IOP (mmHg) | 32.56±7.02 | 17.33±1.80 | 0.03 |
RNFLT (μm) | 88.22±18.99 | 85.94±18.27 | 0.79 |
A-C/D | 0.67±0.14 | 0.68±0.13 | 0.94 |
V-C/D | 0.64±0.17 | 0.65±0.17 | 0.96 |
Mean VA (range) | 0.56 (0.04-1.10) | 0.60 (0.08-1.20) | 0.81 |
Head motion | 0.051±0.011 | 0.036±0.015 | 0.213 |
Note: IOP, RNFLT, A-C/D, V-C/D, and VA are presented as mean binocular values.
1.2 Data acquisition
The rs-fMRI data were acquired using a 3-T MR scanner (Siemens, Erlangen, Germany) with an 8-channel phased-array head coil at the Department of Radiology of the First Affiliated Hospital, Nanchang University, China. All subjects were directed to sit for 10 minutes prior to resting-state scanning. Next, they were instructed to keep their eyes closed but to not fall asleep. The subjects were further instructed to not engage in any specific thinking activities during data acquisition. Head movements and noise were suppressed using a suitable sponge mat and earplugs, respectively. rs-fMRI data acquisition lasted for 8 minutes, and 240 resting-state volumes were acquired using the following parameters: repetition time (TR) = 2000 ms; echo time (TE) = 40 ms; flip angle = 90°; field of view (FOV) = 240 mm×240 mm; matrix = 64×64; and slice thickness = 4 mm with 1 mm gap. Each brain volume included 30 axial slices. High-resolution T1-weighted images for each subject were acquired with a 3D MRI sequence, and the parameters were as follows: TR = 1900 ms; TE = 2.26 ms; flip angle = 9°; FOV = 240 mm×240 mm; matrix = 256×256; number of sagittal slices = 176; and slice thickness = 1 mm.
1.3 Data preprocessing
We utilized DPARSFA advanced edition (DPARSFA 4.0, http://rfmri.org/DPARSF)) which was based on statistical parametric mapping (SPM, http://www.fil.ion.ucl.ac.uk/spm) and the rs-fMRI Data Analysis Toolkit (REST, http://www.restfmri.net) for the rs-fMRI data analysis [24]. The main preprocessing procedure was as follows: (1) transformation of DICOM files into NIFTI images; (2) discarding of the first 10 volumes to allow for magnetization equilibration and adaptation of the subjects to the surroundings; (3) slice timing; (4) head motion correction; (5) co-registration of functional images to high-resolution T1-weighted structural images, segmentation of structural data, spatial normalization to standard Montreal Neurological Institute (MNI) space, and resampling to 3×3×3 mm isotropic voxels; (6) smoothing with a 6 mm full-width-half-maximum Gaussian kernel; (7) removal of the linear trend of the time series; (8) filtering (0.01–0.1 Hz) to reduce the effects of low-frequency drifts and high-frequency noise; and (9) regressing out head motion as well as white matter, cerebrospinal fluid and global signals as nuisance variables. Some studies have demonstrated that higher-order models are beneficial for the removal of head motion effects; therefore, the Friston 24-Parameter Model was used to regress out these effects in this study. We only regressed out the global signal to obtain the iFC patterns because it is unclear whether global signal regression has complex effects on functional connectivity [25]. The head motion data are shown in Tables 1 and 2 and are based on computation of voxel-specific frame-wise displacement (FDvox) with the DPARSFA toolbox according to the criteria of Van Dijk et al. [26].
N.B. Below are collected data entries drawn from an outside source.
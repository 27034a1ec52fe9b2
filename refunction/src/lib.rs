#[cfg(not(all(target_os = "linux", target_arch = "x86_64")))]
compile_error!("refunction only supports x86_64 linux");

pub mod args;
pub mod controller;
pub mod ptrace;
pub mod state;
pub mod worker;

use std::{
    fs,
    io::{self, BufRead, Write},
    process::{self, Command},
};

use clap::Parser;
use refunction_common::{
    anyhow::{anyhow, Context, Result},
    serde_json::{self, Value},
    tracing::{error, info},
};

pub use crate::{
    args::Args,
    controller::Controller,
    ptrace::{SafeWriter, TraceOptions},
    state::ProcessState,
    worker::Worker,
};

pub fn main() {
    refunction_common::tracing::init();
    let args = Args::parse();

    if let Err(e) = run(args) {
        error!("{e:#}");
        process::exit(1);
    }
}

fn run(args: Args) -> Result<()> {
    let function = fs::read_to_string(&args.function)
        .with_context(|| format!("could not read {}", args.function.display()))?;

    let (program, rest) = args
        .exec
        .split_first()
        .ok_or_else(|| anyhow!("no runtime command given"))?;
    let options = if args.strace {
        TraceOptions::with_strace(SafeWriter::new(io::stderr()))
    } else {
        TraceOptions::default()
    };

    let mut worker = Worker::spawn(Command::new(program).args(rest), options)?;
    worker.activate()?;
    worker.send_function(&function)?;
    info!("serving requests");

    let mut stdout = io::stdout().lock();
    let mut served = 0;
    for line in io::stdin().lock().lines() {
        let line = line.context("could not read request")?;
        if line.trim().is_empty() {
            continue;
        }
        let request: Value = serde_json::from_str(&line).context("could not parse request")?;

        if args.restore && served > 0 {
            worker.restore()?;
            worker.send_function(&function)?;
        }

        let response = worker.send_request(request)?;
        writeln!(stdout, "{response}").context("could not write response")?;
        served += 1;
    }

    worker.end()
}
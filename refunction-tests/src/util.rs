use std::{
    io::{self, Read, Write},
    path::{Path, PathBuf},
    process::{self, Stdio},
    sync::{Arc, Mutex},
    thread,
    time::{Duration, Instant},
};

use refunction::{TraceOptions, Worker};
use refunction_common::nix::{
    sys::signal::{self, Signal},
    unistd::Pid,
};

const OUTPUT_TIMEOUT: Duration = Duration::from_secs(10);

pub fn init() {
    refunction_common::tracing::init();
}

pub struct ChildWithStreamedOutput {
    pub proc: process::Child,
    pub stdout: Arc<Mutex<String>>,
    pub stderr: Arc<Mutex<String>>,
}

impl ChildWithStreamedOutput {
    pub fn pid(&self) -> Pid {
        Pid::from_raw(self.proc.id() as _)
    }

    pub fn signal(&mut self, signal: Signal) {
        signal::kill(self.pid(), signal).unwrap();
    }

    pub fn stdout(&self) -> String {
        self.stdout.lock().unwrap().clone()
    }
}

impl Drop for ChildWithStreamedOutput {
    fn drop(&mut self) {
        let _ = self.proc.kill();
        let _ = self.proc.wait();
    }
}

fn stream(mut pipe: impl Read + Send + 'static, pid: u32, buf: Arc<Mutex<String>>) {
    thread::spawn(move || {
        let mut bbuf = [0u8; 1024];
        loop {
            let len = match pipe.read(&mut bbuf) {
                Ok(0) | Err(_) => break,
                Ok(len) => len,
            };
            let out = String::from_utf8_lossy(&bbuf[..len]).to_string();
            print!("{}", out.replace('\n', &format!("\n [{pid}] ")));
            buf.lock().unwrap().push_str(out.as_str());
        }
    });
}

pub fn spawn(cmd: &mut process::Command) -> ChildWithStreamedOutput {
    let mut proc = cmd
        .stdin(Stdio::null())
        .stdout(Stdio::piped())
        .stderr(Stdio::piped())
        .spawn()
        .expect("failed to spawn");

    let stdout = Arc::new(Mutex::new("".to_string()));
    let stderr = Arc::new(Mutex::new("".to_string()));

    let pid = proc.id();
    stream(proc.stdout.take().unwrap(), pid, stdout.clone());
    stream(proc.stderr.take().unwrap(), pid, stderr.clone());

    ChildWithStreamedOutput {
        proc,
        stdout,
        stderr,
    }
}

pub fn wait_for_output(child: &ChildWithStreamedOutput, contents: &str) {
    let start = Instant::now();
    loop {
        for out in [&child.stdout, &child.stderr] {
            let out = out.lock().unwrap();
            if out.contains(contents) {
                return;
            }
        }

        assert!(
            start.elapsed() < OUTPUT_TIMEOUT,
            "timed out waiting for {contents:?}"
        );
        thread::sleep(Duration::from_millis(10));
    }
}

/// Numbers printed after `prefix` on each complete line, in order.
pub fn counters(output: &str, prefix: &str) -> Vec<u64> {
    output
        .split_inclusive('\n')
        .filter_map(|l| l.strip_suffix('\n'))
        .filter_map(|l| l.strip_prefix(prefix))
        .filter_map(|rest| rest.split_whitespace().next()?.parse().ok())
        .collect()
}

/// Writer that keeps everything written to it, for inspecting strace output.
#[derive(Clone, Default)]
pub struct SharedBuffer(pub Arc<Mutex<Vec<u8>>>);

impl SharedBuffer {
    pub fn contents(&self) -> String {
        String::from_utf8_lossy(&self.0.lock().unwrap()).to_string()
    }
}

impl Write for SharedBuffer {
    fn write(&mut self, buf: &[u8]) -> io::Result<usize> {
        self.0.lock().unwrap().extend_from_slice(buf);
        Ok(buf.len())
    }

    fn flush(&mut self) -> io::Result<()> {
        Ok(())
    }
}

pub fn python_available() -> bool {
    process::Command::new("python3")
        .arg("--version")
        .output()
        .map(|o| o.status.success())
        .unwrap_or(false)
}

pub fn tracee_script(name: &str) -> PathBuf {
    Path::new(env!("CARGO_MANIFEST_DIR"))
        .join("tracees")
        .join(name)
}

/// Spawns the python function runtime, or `None` when there is no `python3`.
pub fn python_worker() -> Option<Worker> {
    if !python_available() {
        eprintln!("skipping: python3 not found");
        return None;
    }

    let worker = Worker::spawn(
        process::Command::new("python3")
            .arg("-u")
            .arg(tracee_script("serverless-function.py")),
        TraceOptions::default(),
    )
    .unwrap();
    Some(worker)
}

#[cfg(test)]
mod tests {
    use super::*;

    #[test]
    fn test_counters() {
        let out = "at: 1\nat: 2\n [12] grown: 3 break: 0x1\nat: x\nat: 4\nat: 5";
        // the last line is still being written
        assert_eq!(counters(out, "at: "), vec![1, 2, 4]);
        assert_eq!(counters("grown: 3 break: 0x55\n", "grown: "), vec![3]);
    }
}
use std::{fs, io::ErrorKind, path::PathBuf};

use refunction_common::{
    anyhow::{Context, Result},
    nix::unistd::Pid,
    procfs::process::Process,
};

/// An open descriptor of the traced process. Only used for comparison.
#[derive(Debug, Clone, PartialEq, Eq)]
pub struct FileDescriptor {
    pub fd: i32,
    pub target: PathBuf,
    /// Raw text of `/proc/<pid>/fdinfo/<fd>`.
    pub info: String,
}

pub(crate) fn read_file_descriptors(pid: Pid) -> Result<Vec<FileDescriptor>> {
    let proc = Process::new(pid.as_raw()).with_context(|| format!("could not open process {pid}"))?;

    let mut fds = proc
        .fd()
        .with_context(|| format!("could not list file descriptors of {pid}"))?
        .map(|fd| -> Result<Option<FileDescriptor>> {
            let fd = fd.context("fd")?.fd;
            let inspect = || -> std::io::Result<FileDescriptor> {
                Ok(FileDescriptor {
                    fd,
                    target: fs::read_link(format!("/proc/{pid}/fd/{fd}"))?,
                    info: fs::read_to_string(format!("/proc/{pid}/fdinfo/{fd}"))?,
                })
            };
            match inspect() {
                Ok(fd) => Ok(Some(fd)),
                // closed while listing
                Err(e) if e.kind() == ErrorKind::NotFound => Ok(None),
                Err(e) => Err(e).with_context(|| format!("could not inspect fd {fd}")),
            }
        })
        .filter_map(Result::transpose)
        .collect::<Result<Vec<_>>>()?;

    fds.sort_by_key(|f| f.fd);
    Ok(fds)
}

#[cfg(test)]
mod tests {
    use std::fs::File;

    use super::*;

    #[test]
    fn test_read_own_file_descriptors() {
        let file = File::open("/proc/self/status").unwrap();
        let fds = read_file_descriptors(Pid::this()).unwrap();

        let mine = fds
            .iter()
            .find(|f| f.target.ends_with("status"))
            .expect("opened file is listed");
        assert!(mine.info.contains("pos:"));
        assert!(fds.windows(2).all(|w| w[0].fd < w[1].fd));
        drop(file);
    }
}
use std::{
    io::{Read, Write},
    process::{Child, Command, Stdio},
};

use refunction_common::{
    anyhow::{anyhow, bail, Context, Result},
    nix::unistd::Pid,
    proto::{self, Message},
    serde_json::Value,
    tracing::{debug, info, warn},
    transport::{self, MessageReader, MessageWriter},
};

use crate::{controller::Controller, ptrace::TraceOptions};

type Stdin = MessageWriter<Box<dyn Write + Send>>;

/// A function runtime driven over its stdio and rewound between invocations.
pub struct Worker {
    controller: Controller,
    stdin: Option<Stdin>,
    messages: MessageReader,
    child: Option<Child>,
}

impl Worker {
    /// Wraps an already running runtime whose stdio pair is `stdin`/`stdout`.
    pub fn new(
        controller: Controller,
        stdin: impl Write + Send + 'static,
        stdout: impl Read + Send + 'static,
    ) -> Result<Self> {
        Ok(Self {
            controller,
            stdin: Some(MessageWriter::new(Box::new(stdin))),
            messages: MessageReader::spawn(stdout)?,
            child: None,
        })
    }

    /// Starts `command` with piped stdio. Its stderr is logged.
    pub fn spawn(command: &mut Command, options: TraceOptions) -> Result<Self> {
        let mut child = command
            .stdin(Stdio::piped())
            .stdout(Stdio::piped())
            .stderr(Stdio::piped())
            .spawn()
            .with_context(|| format!("could not spawn {:?}", command.get_program()))?;

        let stdin = child.stdin.take().ok_or_else(|| anyhow!("worker has no stdin"))?;
        let stdout = child.stdout.take().ok_or_else(|| anyhow!("worker has no stdout"))?;
        let stderr = child.stderr.take().ok_or_else(|| anyhow!("worker has no stderr"))?;
        transport::drain_stderr(stderr)?;

        let pid = Pid::from_raw(child.id() as i32);
        info!(%pid, "spawned {:?}", command.get_program());

        let controller = Controller::new(pid).with_options(options);
        let mut worker = Self::new(controller, stdin, stdout)?;
        worker.child = Some(child);
        Ok(worker)
    }

    pub fn pid(&self) -> Pid {
        self.controller.pid()
    }

    pub fn controller(&self) -> &Controller {
        &self.controller
    }

    pub fn controller_mut(&mut self) -> &mut Controller {
        &mut self.controller
    }

    /// Waits for the runtime to start, then attaches and checkpoints it.
    pub fn activate(&mut self) -> Result<()> {
        self.controller.activate(&self.messages)
    }

    /// Installs `source` as the handler of the runtime.
    pub fn send_function(&mut self, source: &str) -> Result<()> {
        self.send_message(proto::FUNCTION, source.into())?;
        let loaded = self.await_message(proto::FUNCTION_LOADED)?;
        if loaded.data != Value::Bool(true) {
            bail!("function failed to load");
        }
        debug!("function loaded into {}", self.pid());
        Ok(())
    }

    /// Invokes the installed handler and returns its result.
    pub fn send_request(&mut self, request: Value) -> Result<Value> {
        self.send_message(proto::REQUEST, request)?;
        Ok(self.await_message(proto::RESPONSE)?.data)
    }

    pub fn send_message(&mut self, kind: &str, data: Value) -> Result<()> {
        self.stdin
            .as_mut()
            .ok_or_else(|| anyhow!("worker {} has ended", self.controller.pid()))?
            .send(&Message::new(kind, data))
    }

    pub fn await_message(&self, kind: &str) -> Result<Message> {
        self.messages.await_message(kind)
    }

    pub fn restore(&self) -> Result<()> {
        self.controller.restore()
    }

    /// Detaches, closes stdin and kills the runtime if it was spawned here.
    pub fn end(&mut self) -> Result<()> {
        let detached = self.controller.end();
        self.stdin.take();

        if let Some(mut child) = self.child.take() {
            let pid = self.pid();
            match child.kill() {
                Ok(_) => debug!("killed {pid}"),
                Err(e) => warn!("could not kill {pid}: {e:?}"),
            }
            if let Err(e) = child.wait() {
                debug!("could not reap {pid}: {e}");
            }
        }

        detached
    }
}

impl Drop for Worker {
    fn drop(&mut self) {
        if self.child.is_some() {
            if let Err(e) = self.end() {
                warn!("could not end worker: {e:#}");
            }
        }
    }
}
1.4 Seed-based iFC analysis
Regions of interest (ROIs) were selected according to the literature [13]. The center of V1 was chosen as the seed point, and the MNI coordinates of bilateral V1 were (left: -8,-76,10) and (right: 7,-76,10). The diameter of the sphere ROI was 10 mm (approximately 27 cubic voxels), and Pearson correlation coefficients were calculated between the mean time course of the ROI and the time courses for all other brain voxels. Fisher’s z transform analysis was applied to the Pearson correlation coefficients to obtain an approximate normal distribution to enable the subsequent statistical analysis.
1.5 Clinical assessment
All patients underwent detailed ophthalmological examination. The state of the anterior chamber angle was determined by gonioscopy and the slit-lamp examination. IOP was measured using a tonometer, while retinal nerve fiber layer thickness (RNFLT), the average cup-to-disc ratio (A-C/D) and the vertical cup-to-disc ratio (V-C/D) were evaluated by optical coherence tomography (Cirrus HD-OCT). In addition, the disease course and visual acuity (VA) were recorded.
1.6 Statistical analysis
Statistical analysis of the general clinical data was performed using SPSS software version 19.0 (IBM, Armonk, NY, USA), and Student’s t-test was used to examine differences in age, gender, handedness, and ophthalmic findings between the pre-PACG patients and HCs. The paired-sample t-test was also used for group comparisons between the post- and pre-PACG patients (P < 0.05). Further, the Chi-square test was used for comparisons of categorical data (gender and handedness).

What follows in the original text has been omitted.